**Task goal:** Only the lines that hold the word "identifiers" are wanted from this listing.

**Recorded information:**

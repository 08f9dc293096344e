//! Criterion benchmarks for graph store operations
//!
//! Covers:
//! - Store construction via `add_edge` (write lock per call)
//! - Neighbor queries (children vs parents)
//! - Node deletion purge cost
//! - JSON ingestion

use arbor_graph::{GraphStore, Node, NodeId};
use criterion::{criterion_group, criterion_main, BenchmarkId, Criterion};
use std::hint::black_box;

/// Generate scale-free-ish edge list (LCG for reproducibility)
fn generate_edges(num_nodes: usize, edges_per_node: usize) -> Vec<(usize, usize, f64)> {
    let mut edges = Vec::new();
    let mut rng_state = 12345_u64;

    for node in 0..num_nodes {
        for _ in 0..edges_per_node {
            rng_state = rng_state.wrapping_mul(1103515245).wrapping_add(12345);
            let target = (rng_state % num_nodes as u64) as usize;

            if target != node {
                edges.push((node, target, 1.0));
            }
        }
    }

    edges
}

fn ids(num_nodes: usize) -> Vec<NodeId> {
    (0..num_nodes).map(|i| NodeId::from(format!("n{i}"))).collect()
}

fn build_store(ids: &[NodeId], edges: &[(usize, usize, f64)]) -> GraphStore {
    let graph = GraphStore::new("bench");
    for id in ids {
        graph.add_node(Node::new(id.clone()));
    }
    for &(src, tgt, weight) in edges {
        graph.add_edge(&ids[src], &ids[tgt], weight).unwrap();
    }
    graph
}

/// Benchmark: building a store edge by edge
fn bench_construction(c: &mut Criterion) {
    let mut group = c.benchmark_group("construction");

    for size in [100, 500, 1000, 5000].iter() {
        let node_ids = ids(*size);
        let edges = generate_edges(*size, 3);

        group.bench_with_input(BenchmarkId::new("add_edge", size), &edges, |b, edges| {
            b.iter(|| {
                let graph = build_store(black_box(&node_ids), black_box(edges));
                black_box(graph);
            });
        });
    }

    group.finish();
}

/// Benchmark: neighbor queries (children vs parents)
fn bench_neighbor_queries(c: &mut Criterion) {
    let mut group = c.benchmark_group("neighbor_queries");

    let node_ids = ids(1000);
    let graph = build_store(&node_ids, &generate_edges(1000, 5));

    group.bench_function("child_nodes", |b| {
        b.iter(|| {
            for id in &node_ids[..100] {
                black_box(graph.child_nodes(id).unwrap());
            }
        });
    });

    group.bench_function("parent_nodes", |b| {
        b.iter(|| {
            for id in &node_ids[..100] {
                black_box(graph.parent_nodes(id).unwrap());
            }
        });
    });

    group.bench_function("edge_weight", |b| {
        b.iter(|| {
            for pair in node_ids[..101].windows(2) {
                let _ = black_box(graph.edge_weight(&pair[0], &pair[1]));
            }
        });
    });

    group.finish();
}

/// Benchmark: delete_node purging both directions
fn bench_delete_node(c: &mut Criterion) {
    let mut group = c.benchmark_group("delete_node");

    for size in [100, 1000].iter() {
        let node_ids = ids(*size);
        let edges = generate_edges(*size, 5);

        group.bench_with_input(BenchmarkId::new("purge", size), &edges, |b, edges| {
            b.iter_batched(
                || build_store(&node_ids, edges),
                |graph| {
                    for id in &node_ids[..10] {
                        graph.delete_node(black_box(id));
                    }
                    graph
                },
                criterion::BatchSize::LargeInput,
            );
        });
    }

    group.finish();
}

/// Benchmark: JSON ingestion
fn bench_json_ingestion(c: &mut Criterion) {
    let mut group = c.benchmark_group("json_ingestion");

    for size in [100, 1000].iter() {
        let node_ids = ids(*size);
        let json = build_store(&node_ids, &generate_edges(*size, 3))
            .to_json_string()
            .unwrap();

        group.bench_with_input(BenchmarkId::new("from_json_str", size), &json, |b, json| {
            b.iter(|| {
                let graph = GraphStore::from_json_str(black_box(json), "bench").unwrap();
                black_box(graph);
            });
        });
    }

    group.finish();
}

criterion_group!(
    benches,
    bench_construction,
    bench_neighbor_queries,
    bench_delete_node,
    bench_json_ingestion
);
criterion_main!(benches);
//! Node identifiers

use serde::{Deserialize, Serialize};
use std::borrow::Borrow;
use std::fmt;

/// Node identifier (string label, unique within one store)
///
/// Two identifiers are equal iff their labels are equal. `NodeId` borrows as
/// `str`, so maps keyed by `NodeId` can be queried with plain string slices.
///
/// # Example
///
/// ```
/// use arbor_graph::NodeId;
///
/// let id = NodeId::from("main");
/// assert_eq!(id.as_str(), "main");
/// assert_eq!(id, NodeId::new("main".to_string()));
/// ```
#[derive(Debug, Clone, PartialEq, Eq, Hash, PartialOrd, Ord, Serialize, Deserialize)]
#[serde(transparent)]
pub struct NodeId(String);

impl NodeId {
    /// Create identifier from an owned label
    #[must_use]
    pub const fn new(label: String) -> Self {
        Self(label)
    }

    /// Borrow the underlying label
    #[must_use]
    pub fn as_str(&self) -> &str {
        &self.0
    }

    /// Consume the identifier, returning its label
    #[must_use]
    pub fn into_string(self) -> String {
        self.0
    }
}

impl fmt::Display for NodeId {
    fn fmt(&self, f: &mut fmt::Formatter<'_>) -> fmt::Result {
        f.write_str(&self.0)
    }
}

impl From<&str> for NodeId {
    fn from(label: &str) -> Self {
        Self(label.to_string())
    }
}

impl From<String> for NodeId {
    fn from(label: String) -> Self {
        Self(label)
    }
}

impl From<&String> for NodeId {
    fn from(label: &String) -> Self {
        Self(label.clone())
    }
}

impl AsRef<str> for NodeId {
    fn as_ref(&self) -> &str {
        &self.0
    }
}

impl Borrow<str> for NodeId {
    fn borrow(&self) -> &str {
        &self.0
    }
}
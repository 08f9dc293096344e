//! Edge snapshots
//!
//! Edges are not stored as objects; the store keeps one adjacency entry per
//! ordered (source, target) pair. `Edge` is the value type used when a caller
//! asks for those entries as a list.

use super::NodeId;
use std::cmp::Ordering;
use std::fmt;

/// Weight used by the unweighted constructors
pub const DEFAULT_WEIGHT: f64 = 1.0;

/// Directed, weighted edge `source → target`
#[derive(Debug, Clone, PartialEq)]
pub struct Edge {
    /// Edge origin
    pub source: NodeId,
    /// Edge destination
    pub target: NodeId,
    /// Edge weight
    pub weight: f64,
}

impl Edge {
    /// Create a weighted edge
    #[must_use]
    pub fn new(source: impl Into<NodeId>, target: impl Into<NodeId>, weight: f64) -> Self {
        Self {
            source: source.into(),
            target: target.into(),
            weight,
        }
    }

    /// Create an edge with [`DEFAULT_WEIGHT`]
    #[must_use]
    pub fn unweighted(source: impl Into<NodeId>, target: impl Into<NodeId>) -> Self {
        Self::new(source, target, DEFAULT_WEIGHT)
    }

    /// Total order on weight (NaN sorts last), for `slice::sort_by`
    ///
    /// ```
    /// use arbor_graph::Edge;
    ///
    /// let mut edges = vec![Edge::new("a", "b", 3.0), Edge::new("a", "c", 1.0)];
    /// edges.sort_by(Edge::cmp_by_weight);
    /// assert_eq!(edges[0].target.as_str(), "c");
    /// ```
    #[must_use]
    pub fn cmp_by_weight(a: &Self, b: &Self) -> Ordering {
        a.weight.total_cmp(&b.weight)
    }
}

impl fmt::Display for Edge {
    fn fmt(&self, f: &mut fmt::Formatter<'_>) -> fmt::Result {
        write!(f, "{} -- {:.3} -→ {}", self.source, self.weight, self.target)
    }
}

#[cfg(test)]
mod tests {
    use super::*;

    #[test]
    fn test_unweighted_default() {
        let edge = Edge::unweighted("a", "b");
        assert!((edge.weight - 1.0).abs() < f64::EPSILON);
    }

    #[test]
    fn test_display_format() {
        let edge = Edge::new("S", "A", 100.0);
        assert_eq!(edge.to_string(), "S -- 100.000 -→ A");
    }

    #[test]
    fn test_sort_by_weight() {
        let mut edges = vec![
            Edge::new("a", "b", 5.0),
            Edge::new("a", "c", -1.0),
            Edge::new("b", "c", 2.5),
        ];
        edges.sort_by(Edge::cmp_by_weight);

        let weights: Vec<f64> = edges.iter().map(|e| e.weight).collect();
        assert_eq!(weights, vec![-1.0, 2.5, 5.0]);
    }
}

**Answer to this exercise:**
//! Node identifiers
/// Two identifiers are equal iff their labels are equal. `NodeId` borrows as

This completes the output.